◆ **Problem details**
Locate every line in the records below that contains the word "SelectionResult", and copy each one.

(Beginning of Given entries)

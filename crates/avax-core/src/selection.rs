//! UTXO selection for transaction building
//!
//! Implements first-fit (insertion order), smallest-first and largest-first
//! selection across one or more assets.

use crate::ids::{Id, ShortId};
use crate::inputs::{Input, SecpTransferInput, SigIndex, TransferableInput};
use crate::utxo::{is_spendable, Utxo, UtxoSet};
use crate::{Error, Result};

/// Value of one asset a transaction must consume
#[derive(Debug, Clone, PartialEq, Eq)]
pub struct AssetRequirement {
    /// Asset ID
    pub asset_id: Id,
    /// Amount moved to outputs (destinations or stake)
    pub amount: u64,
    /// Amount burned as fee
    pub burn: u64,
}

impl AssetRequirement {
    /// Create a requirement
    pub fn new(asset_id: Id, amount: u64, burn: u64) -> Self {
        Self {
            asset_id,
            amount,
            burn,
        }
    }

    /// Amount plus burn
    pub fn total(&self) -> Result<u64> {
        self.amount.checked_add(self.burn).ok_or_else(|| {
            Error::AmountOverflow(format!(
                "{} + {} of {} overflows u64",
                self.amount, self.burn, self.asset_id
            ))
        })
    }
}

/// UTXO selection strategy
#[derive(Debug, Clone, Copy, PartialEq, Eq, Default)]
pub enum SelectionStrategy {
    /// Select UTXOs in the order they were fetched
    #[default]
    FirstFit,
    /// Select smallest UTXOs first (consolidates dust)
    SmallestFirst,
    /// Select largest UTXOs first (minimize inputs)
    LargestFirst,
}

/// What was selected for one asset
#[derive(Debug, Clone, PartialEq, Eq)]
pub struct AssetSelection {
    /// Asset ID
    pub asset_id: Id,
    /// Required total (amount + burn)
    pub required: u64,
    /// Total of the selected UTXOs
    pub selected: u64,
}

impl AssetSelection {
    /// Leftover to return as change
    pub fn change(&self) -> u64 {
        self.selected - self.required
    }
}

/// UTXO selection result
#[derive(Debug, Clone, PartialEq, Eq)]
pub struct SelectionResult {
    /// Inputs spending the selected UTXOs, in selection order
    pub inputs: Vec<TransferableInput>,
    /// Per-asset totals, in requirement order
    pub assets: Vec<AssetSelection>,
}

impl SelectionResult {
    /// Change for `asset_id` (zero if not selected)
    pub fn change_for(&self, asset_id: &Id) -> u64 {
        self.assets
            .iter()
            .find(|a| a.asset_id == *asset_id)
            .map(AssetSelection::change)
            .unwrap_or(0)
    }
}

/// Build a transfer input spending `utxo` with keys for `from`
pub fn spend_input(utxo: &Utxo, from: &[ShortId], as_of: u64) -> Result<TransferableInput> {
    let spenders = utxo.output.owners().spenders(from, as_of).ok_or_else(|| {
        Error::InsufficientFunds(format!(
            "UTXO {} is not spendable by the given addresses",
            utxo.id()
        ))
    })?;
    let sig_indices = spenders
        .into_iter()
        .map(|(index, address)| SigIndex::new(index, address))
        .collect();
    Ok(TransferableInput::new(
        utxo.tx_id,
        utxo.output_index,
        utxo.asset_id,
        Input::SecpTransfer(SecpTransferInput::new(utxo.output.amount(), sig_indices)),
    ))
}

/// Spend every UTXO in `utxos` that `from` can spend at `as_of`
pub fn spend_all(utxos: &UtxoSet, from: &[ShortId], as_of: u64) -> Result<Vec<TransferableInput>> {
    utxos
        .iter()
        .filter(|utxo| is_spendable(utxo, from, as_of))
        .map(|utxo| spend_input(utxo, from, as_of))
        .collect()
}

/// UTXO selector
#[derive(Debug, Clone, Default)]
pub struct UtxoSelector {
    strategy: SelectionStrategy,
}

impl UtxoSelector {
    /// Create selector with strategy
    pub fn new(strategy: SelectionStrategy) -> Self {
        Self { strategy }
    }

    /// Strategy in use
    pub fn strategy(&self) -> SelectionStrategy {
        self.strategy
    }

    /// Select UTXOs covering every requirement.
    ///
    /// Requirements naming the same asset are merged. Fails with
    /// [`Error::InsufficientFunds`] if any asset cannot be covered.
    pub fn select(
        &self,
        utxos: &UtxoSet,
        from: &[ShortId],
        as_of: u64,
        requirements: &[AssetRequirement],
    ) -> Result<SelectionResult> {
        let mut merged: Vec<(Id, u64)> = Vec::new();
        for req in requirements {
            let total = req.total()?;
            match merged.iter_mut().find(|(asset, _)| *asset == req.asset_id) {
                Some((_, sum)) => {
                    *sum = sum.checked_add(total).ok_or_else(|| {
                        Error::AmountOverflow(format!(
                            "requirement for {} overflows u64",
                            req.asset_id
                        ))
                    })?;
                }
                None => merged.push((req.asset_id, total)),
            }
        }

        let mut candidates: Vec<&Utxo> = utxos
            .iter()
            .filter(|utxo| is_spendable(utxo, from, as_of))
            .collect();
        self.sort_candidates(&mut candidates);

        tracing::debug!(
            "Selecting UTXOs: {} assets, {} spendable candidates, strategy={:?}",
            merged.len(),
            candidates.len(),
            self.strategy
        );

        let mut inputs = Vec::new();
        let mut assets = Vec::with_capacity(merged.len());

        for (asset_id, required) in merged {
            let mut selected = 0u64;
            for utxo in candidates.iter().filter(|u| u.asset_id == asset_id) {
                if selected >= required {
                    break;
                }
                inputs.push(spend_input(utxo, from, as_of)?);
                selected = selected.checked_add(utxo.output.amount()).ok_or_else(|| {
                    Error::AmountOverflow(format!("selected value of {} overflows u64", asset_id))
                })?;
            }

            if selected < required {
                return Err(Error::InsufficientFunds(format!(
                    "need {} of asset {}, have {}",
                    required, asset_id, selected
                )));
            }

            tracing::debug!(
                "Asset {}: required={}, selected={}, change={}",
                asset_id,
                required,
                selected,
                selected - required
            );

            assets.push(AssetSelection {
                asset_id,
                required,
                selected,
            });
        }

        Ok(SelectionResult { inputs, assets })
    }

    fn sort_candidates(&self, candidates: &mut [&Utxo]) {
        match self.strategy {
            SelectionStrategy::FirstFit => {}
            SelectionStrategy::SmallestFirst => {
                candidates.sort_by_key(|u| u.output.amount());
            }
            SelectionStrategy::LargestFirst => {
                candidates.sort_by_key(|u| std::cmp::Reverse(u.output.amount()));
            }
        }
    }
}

(End of Given entries)

◆ **Answer section**
pub struct SelectionResult {
impl SelectionResult {
    ) -> Result<SelectionResult> {
        Ok(SelectionResult { inputs, assets })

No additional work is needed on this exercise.